[Opening Extracted records section]

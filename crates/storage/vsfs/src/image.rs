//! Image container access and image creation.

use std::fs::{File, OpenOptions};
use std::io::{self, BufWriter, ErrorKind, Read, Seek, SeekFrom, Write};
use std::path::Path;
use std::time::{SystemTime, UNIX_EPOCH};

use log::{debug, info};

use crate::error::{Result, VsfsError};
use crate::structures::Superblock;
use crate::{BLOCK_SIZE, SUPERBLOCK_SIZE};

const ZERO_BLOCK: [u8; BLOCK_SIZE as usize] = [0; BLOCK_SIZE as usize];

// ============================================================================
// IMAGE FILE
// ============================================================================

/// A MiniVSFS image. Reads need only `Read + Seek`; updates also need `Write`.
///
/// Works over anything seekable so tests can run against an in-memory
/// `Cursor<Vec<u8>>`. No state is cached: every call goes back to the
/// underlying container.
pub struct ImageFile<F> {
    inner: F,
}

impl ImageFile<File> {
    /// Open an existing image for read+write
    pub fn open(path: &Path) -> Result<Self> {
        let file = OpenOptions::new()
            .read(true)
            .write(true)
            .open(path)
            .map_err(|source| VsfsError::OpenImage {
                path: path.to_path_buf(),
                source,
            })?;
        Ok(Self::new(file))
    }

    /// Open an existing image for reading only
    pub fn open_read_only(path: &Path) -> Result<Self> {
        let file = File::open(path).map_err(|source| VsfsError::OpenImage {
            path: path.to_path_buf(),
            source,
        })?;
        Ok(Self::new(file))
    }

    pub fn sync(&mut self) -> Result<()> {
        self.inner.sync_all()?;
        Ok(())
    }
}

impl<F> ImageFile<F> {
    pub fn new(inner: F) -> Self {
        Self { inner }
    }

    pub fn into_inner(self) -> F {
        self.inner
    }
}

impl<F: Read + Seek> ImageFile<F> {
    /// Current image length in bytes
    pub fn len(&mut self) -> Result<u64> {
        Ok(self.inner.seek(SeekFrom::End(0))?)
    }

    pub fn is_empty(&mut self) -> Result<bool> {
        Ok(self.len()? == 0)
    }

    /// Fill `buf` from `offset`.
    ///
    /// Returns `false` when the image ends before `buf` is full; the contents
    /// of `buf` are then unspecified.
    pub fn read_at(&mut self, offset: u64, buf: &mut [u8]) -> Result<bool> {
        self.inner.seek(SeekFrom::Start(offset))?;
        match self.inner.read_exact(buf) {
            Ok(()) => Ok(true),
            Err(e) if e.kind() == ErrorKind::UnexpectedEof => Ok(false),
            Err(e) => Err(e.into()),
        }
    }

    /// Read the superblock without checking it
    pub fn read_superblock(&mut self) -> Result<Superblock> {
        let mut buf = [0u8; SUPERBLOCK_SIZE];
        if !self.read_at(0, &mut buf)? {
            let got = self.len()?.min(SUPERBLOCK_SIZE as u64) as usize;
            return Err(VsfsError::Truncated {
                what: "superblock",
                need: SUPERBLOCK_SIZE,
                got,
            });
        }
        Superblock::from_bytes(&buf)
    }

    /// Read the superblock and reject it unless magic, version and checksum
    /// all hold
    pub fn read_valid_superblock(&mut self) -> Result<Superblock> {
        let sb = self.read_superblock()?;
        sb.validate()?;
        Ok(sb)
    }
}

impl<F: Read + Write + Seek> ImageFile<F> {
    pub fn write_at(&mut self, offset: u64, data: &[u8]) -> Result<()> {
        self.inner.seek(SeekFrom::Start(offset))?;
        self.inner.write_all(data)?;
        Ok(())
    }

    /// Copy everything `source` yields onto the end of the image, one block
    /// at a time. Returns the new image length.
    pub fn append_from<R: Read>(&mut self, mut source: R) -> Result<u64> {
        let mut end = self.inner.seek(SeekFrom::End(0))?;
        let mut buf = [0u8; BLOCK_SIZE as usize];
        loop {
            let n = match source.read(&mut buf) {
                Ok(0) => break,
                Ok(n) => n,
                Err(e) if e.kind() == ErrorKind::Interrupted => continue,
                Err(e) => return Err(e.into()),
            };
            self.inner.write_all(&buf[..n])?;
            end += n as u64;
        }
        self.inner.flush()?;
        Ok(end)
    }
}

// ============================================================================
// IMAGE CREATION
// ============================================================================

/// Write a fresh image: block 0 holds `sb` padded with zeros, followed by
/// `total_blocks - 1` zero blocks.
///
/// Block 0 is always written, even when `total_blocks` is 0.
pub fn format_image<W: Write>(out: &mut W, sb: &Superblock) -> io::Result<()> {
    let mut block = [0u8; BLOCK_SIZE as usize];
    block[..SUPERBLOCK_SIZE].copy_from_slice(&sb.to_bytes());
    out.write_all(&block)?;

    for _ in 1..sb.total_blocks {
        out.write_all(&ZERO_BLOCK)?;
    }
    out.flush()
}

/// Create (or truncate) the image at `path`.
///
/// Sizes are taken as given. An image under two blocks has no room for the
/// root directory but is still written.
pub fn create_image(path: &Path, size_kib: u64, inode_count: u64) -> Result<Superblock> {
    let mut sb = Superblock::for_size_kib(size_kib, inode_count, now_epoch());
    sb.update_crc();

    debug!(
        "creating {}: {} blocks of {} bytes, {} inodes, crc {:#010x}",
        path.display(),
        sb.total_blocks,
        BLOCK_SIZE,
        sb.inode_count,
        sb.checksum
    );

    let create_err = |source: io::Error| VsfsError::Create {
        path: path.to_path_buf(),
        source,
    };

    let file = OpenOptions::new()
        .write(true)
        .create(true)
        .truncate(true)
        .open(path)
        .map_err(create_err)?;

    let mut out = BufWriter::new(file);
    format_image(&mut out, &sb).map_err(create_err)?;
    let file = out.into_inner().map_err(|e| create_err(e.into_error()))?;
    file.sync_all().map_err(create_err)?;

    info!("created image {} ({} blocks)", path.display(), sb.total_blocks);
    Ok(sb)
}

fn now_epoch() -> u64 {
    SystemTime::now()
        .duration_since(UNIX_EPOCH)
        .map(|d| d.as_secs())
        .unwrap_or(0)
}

[Closing Extracted records section]

* [Exercise aim] Among the entries above, the line containing "block[..SUPERBLOCK_SIZE].copy_from_slice(&sb.to_bytes());", the line containing "u64, inode_count: u64)", and all lines between them are to be restated word for word; nothing else belongs in the reply.

* [Exercise response]
    block[..SUPERBLOCK_SIZE].copy_from_slice(&sb.to_bytes());
    out.write_all(&block)?;

    for _ in 1..sb.total_blocks {
        out.write_all(&ZERO_BLOCK)?;
    }
    out.flush()
}

/// Create (or truncate) the image at `path`.
///
/// Sizes are taken as given. An image under two blocks has no room for the
/// root directory but is still written.
pub fn create_image(path: &Path, size_kib: u64, inode_count: u64) -> Result<Superblock> {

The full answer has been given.